Water Management

On Saturday, May 27th, King Conservation District will lead a tour of Remlinger Farms (Carnation, WA) that will focus on managing water drainage.  Details and registration can be found here.

Learning about drainage may not be exactly the way you imagine spending a weekend morning in May.  Add in the likelihood that some of this tour will cover agricultural drainage, including animal-waste runoff, and you may find your weekend house chores suddenly more attractive than ever.

But the tour will cover all kinds of properties, not just farms.  Whether you own a small patch of lawn, a large woodland, or, yes, a farm, you’re bound to learn useful info if you attend.  As dull as the topic may seem, you should care about drainage—how water moves under and across your property and where it goes afterward—because it matters to your property’s and the Island’s environmental health.

Drainage is, like almost every form of water’s movement, complex.  You can hire a hydrologist to advise you how to manage it if you face a complicated drainage situation, but there are two DIY property hacks that are obvious and likely error-free.

First DIY practice:  Slow down water flow on your property.  Altered landscapes tend to speed up drainage movement because they often have soils compacted by building construction or, in some cases, livestock overgrazing.  They also may feature paving, which is impervious to water penetration.  As a result of these alterations, drainage may just sheet over the hardened surfaces, picking up momentum.  Adding to the problem are any roof gutters and downspouts, which channel rainwater into fast-running rivulets.

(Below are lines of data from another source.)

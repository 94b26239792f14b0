// SPDX-License-Identifier: MIT

use super::description::raster_cube_schema;
use super::params::required_string;
use super::{NodeContext, Parameter, Process, ProcessDescription, Translation};
use crate::error::{DriverError, Result};
use once_cell::sync::Lazy;
use serde_json::{json, Value};

pub const PROCESS_NAME: &str = "save_result";

static DESCRIPTION: Lazy<ProcessDescription> = Lazy::new(|| {
    ProcessDescription::new(
        PROCESS_NAME,
        "Save processed data.",
        "Marks the data as job result. The engine exports every result layer; \
         the format is recorded but the export format is chosen by the engine.",
    )
    .category("export")
    .parameter(Parameter::required("data", "The data to save", raster_cube_schema()))
    .parameter(Parameter::required(
        "format",
        "The output format, e.g. GTiff",
        json!({"type": "string"}),
    ))
    .parameter(Parameter::optional(
        "options",
        "Format specific parameters",
        json!({"type": "object"}),
        json!({}),
    ))
    .returns("true if the data was saved", json!({"type": "boolean"}))
});

pub struct SaveResult;

impl Process for SaveResult {
    fn id(&self) -> &str {
        PROCESS_NAME
    }

    fn describe(&self) -> ProcessDescription {
        DESCRIPTION.clone()
    }

    fn translate(&self, ctx: &NodeContext<'_>) -> Result<Translation> {
        let inputs = ctx.inputs("data")?;
        let format = required_string(ctx, "format")?;
        match ctx.literal("options")? {
            None | Some(Value::Object(_)) => {}
            Some(_) => {
                return Err(DriverError::invalid_parameter(
                    "options",
                    "expected an object",
                ))
            }
        }
        log::debug!("save_result: {} layer(s) as {}", inputs.len(), format);

        let mut translation = Translation::default();
        for input in inputs {
            translation.pass_through(input);
        }
        Ok(translation)
    }
}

To slow drainage, apply mulch or compost on hardened ground surfaces or, better, break up compacted soils by tilling or forking the ground and then incorporating compost or sand.  To manage roof runoff, pipe your downspouts into dry wells (lined holes filled with gravel) or, if possible, rain gardens (more work to build but yield better results).

Second DIY practice:  Keep drainage away from where it shouldn’t go.  The most important out-of-bounds for drainage is streams unless the drainage in its current state contributed to the stream before the landscape was altered.  If you don’t keep unmanaged drainage out of streams, you may be contributing to sedimentation, the deposit in a stream of soils carried by fast-moving drainage.  Sedimentary deposits choke riparian (waterway) systems and can cause unnatural flooding by slowing a stream’s rate of flow.  Salmon can’t spawn on heavily sedimented streambeds.

To manage healthy contributions of tributary water to streams, begin with the first practice above (slowing down drainage) and then consider, if you own the creek property, installing or improving native shoreline plantings, which filter out soil particles before they can reach the water and cause sedimentation.  (These plantings should be undertaken only with the advice of riparian professionals and any required permissions.)

Tom Amorose

Tom is a board member and forest stewardship aficionado. He serves on the Land Trust’s Stewardship, Farm, Conservation, and Executive Committees.